PapaFrancesco_ColombaPapa Francesco nel messaggio della giornata della pace non ci offre solo semplici chiavi di lettura compresse in una riflessione sociologica. Papa Francesco ci lascia soli di fronte alla Parola perché sia Lei ad interrogarci tra le sue provocazioni e la nostra coscienza. Il cammino degli “uomini e delle donne in cerca di pace”  si può realizzare solo sulle sue direttrici definite, necessarie a non disperderci in sentieri troppo ombrosi.

Accogliere
È l’atto con cui apriamo la nostra casa e il nostro cuore nella gratuità. Non ci dà sicurezza né la certezza che un letto e una casa possano bastare a ciò che ci viene chiesto. Né ci garantisce che saremo ricompensati per ciò che stiamo facendo. Accogliere si va a collocare nella dimensione evangelica di Gesù di Nazareth che ascolta, accompagna capisce, dà parole di speranza e accetta che qualcuno non lo stia neanche a sentire. Accogliere non è un gesto magico e definito nel tempo; è un percorso interiore che sa di punti interrogativi, di timori e di paure. Paura di non essere capaci, d’esser giudicati poco realisti e di compromettere le nostre certezze.

Proteggere
L’incontro è un percorso da coltivare e richiede la cura e il rispetto di chi incontriamo. È un invito a tutelarlo dalle incomprensioni, dai giudizi di cui può essere vittima e da un cultura che lo vorrebbe omologare e distruggere. Sentirsi protetti significa sentirsi capiti e conosciuti. Non siamo autorizzati a riorganizzare la vita o le scelte di ognuno.
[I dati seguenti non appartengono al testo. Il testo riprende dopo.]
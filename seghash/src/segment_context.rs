use std::convert::Infallible;
use std::marker::PhantomData;

use segstore::{SegmentMut, SegmentRef, SegmentStats};
use tracing::debug;

use crate::entry::HashEntry;
use crate::segment::Segment;

/// Iteration and maintenance over the entries of one segment.
///
/// Unlike a [`QueryContext`](crate::QueryContext) it holds no lock of its own:
/// each call locks the segment for its duration. Walks take the read lock, so
/// a callback must not open a query context on the same container.
pub struct SegmentContext<'a, K, V> {
    segment: &'a Segment,
    _marker: PhantomData<fn() -> (K, V)>,
}

impl<'a, K, V> SegmentContext<'a, K, V> {
    pub(crate) fn new(segment: &'a Segment) -> Self {
        Self {
            segment,
            _marker: PhantomData,
        }
    }

    pub fn index(&self) -> usize {
        self.segment.index()
    }

    /// Live entries, without locking.
    pub fn size(&self) -> u64 {
        self.segment.len()
    }

    pub fn stats(&self) -> SegmentStats {
        let guard = self.segment.read();
        SegmentRef::new(guard.as_slice(), self.segment.geometry()).stats()
    }

    /// Visit live entries in slot order until `f` returns `false` or an error.
    pub fn try_for_each_entry_while<E, F>(&self, mut f: F) -> Result<bool, E>
    where
        F: FnMut(&HashEntry<'_, K, V>) -> Result<bool, E>,
    {
        let guard = self.segment.read();
        let view = SegmentRef::new(guard.as_slice(), self.segment.geometry());
        for (slot, key, value) in view.entries() {
            if !f(&HashEntry::new(self.index(), slot, key, value))? {
                return Ok(false);
            }
        }
        Ok(true)
    }

    pub fn for_each_entry_while<F>(&self, mut f: F) -> bool
    where
        F: FnMut(&HashEntry<'_, K, V>) -> bool,
    {
        match self.try_for_each_entry_while(|entry| Ok::<_, Infallible>(f(entry))) {
            Ok(completed) => completed,
            Err(never) => match never {},
        }
    }

    /// Remove every entry matching `pred`. Returns how many were removed.
    pub fn remove_if<F>(&self, mut pred: F) -> usize
    where
        F: FnMut(&HashEntry<'_, K, V>) -> bool,
    {
        let mut guard = self.segment.write();
        let geometry = self.segment.geometry();
        let doomed: Vec<usize> = SegmentRef::new(guard.as_slice(), geometry)
            .entries()
            .filter(|(slot, key, value)| pred(&HashEntry::new(self.index(), *slot, key, value)))
            .map(|(slot, _, _)| slot)
            .collect();

        let mut view = SegmentMut::new(guard.as_mut_slice(), geometry);
        let removed = doomed
            .into_iter()
            .filter(|&slot| view.remove_slot(slot))
            .count();
        self.segment.publish_len(view.len());
        removed
    }

    /// Reclaim heap space held by removed or shrunk records.
    pub fn compact(&self) -> usize {
        let mut guard = self.segment.write();
        let reclaimed = SegmentMut::new(guard.as_mut_slice(), self.segment.geometry()).compact();
        debug!(segment = self.index(), reclaimed, "segment compacted on request");
        reclaimed
    }

    /// Remove every entry. Returns how many there were.
    pub fn clear(&self) -> usize {
        let mut guard = self.segment.write();
        let mut view = SegmentMut::new(guard.as_mut_slice(), self.segment.geometry());
        let removed = view.len();
        view.reset();
        self.segment.publish_len(0);
        removed
    }
}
Siamo chiamati a capirli e a farci capire, a garantire giustizia e ad andare oltre l’emergenza. Proteggere è decidere di difendere la storia di ogni persona.  Non sarà la nostra, non sarà secondo i nostri schemi ma è la storia che Dio ha pensato per lui da sempre. Dobbiamo proteggere questo dono anche dalle nostre interferenze, senza pensare di sostituirci ma vivendo la fede di chi crede alla Sapienza infinita di Dio.

Promuovere
È il verbo che sa di domani, dell’uscita dalla prigionia e del cammino verso la libertà. Libertà è una parola impegnativa ma la promozione è questo. È rendere ognuno capace di vivere il proprio destino con consapevolezza. È nel promuovere che diventiamo capaci di sentirci fratelli. Nella misura con cui riconosciamo capacità riusciamo a vedere sempre di più la ricchezza e lo spessore di un vita che non deve essere solo guardata e rispettata ma che può diventare a sua volta parte viva e integrate della nostra. Promuovere ci offre l’opportunità di costruire relazioni nuove, di usare linguaggi diversi e di costruire prospettive dignitose di futuro

Integrare
È la sfida a creare cieli nuovi e terra nuova. Non ci dobbiamo sopportare, tollerare o temere. L’orizzonte nuovo è una società che socializza quello che è, capace di coglierne le ricchezze e i valori. Non c’è qualcuno che ha da dare a qualcun altro e qualcuno nato solo per ricevere. Siamo noi, figli di Dio che abbiamo la stessa dignità e la stessa attenzione da parte di un Padre per il quale siamo tutti ugualmente importanti. Integrare è l’opportunità che abbiamo per superare un’idea di “io” sterile e mortificante per un’idea di “noi” piena di vita e di scoperte. Integrare non è perdersi e cedere a chi arriva. È ribaltare la vita per farla rinascere un’altra volta.

Accogliere, proteggere, promuovere e integrare. Quattro verbi che continueremo a declinare durante tutto l’anno per condividerli come comunità e come persone. Quattro verbi che vanno papa Francesco ci sollecita a vivere nel tempo tempo presente e alla prima persona plurale. La strada  si fa camminando insieme, riconoscendo che anche noi siamo, ogni giorno, migranti e rifugiati; uomini e donne in cerca di pace.

La Caritas di Roma propone tre incontri per approfondire e declinare i quattro verbi con cui ci ha sollecitati papa Francesco, in luoghi significativi della nostra Chiesa, dove si possono incontrare le strade che il messaggio ci invita a percorrere. Il 27 febbraio, alle ore 17.30, nel Centro di Pronto Intervento Minori di via Venafro n. 30, si approfondire con le testimonianze dei giovani ospiti la parola Accogliere; il 13 marzo, alle 17.30, l’incontro sarà presso il Poliambulatorio Caritas alla Stazione Termini (via Marsala, 113), per approfondire il verbo Proteggere; il 27 maggio, nell’ambito della Festa della Pace, insieme alle comunità etniche di Roma di mediterà su Proteggere e Integrare.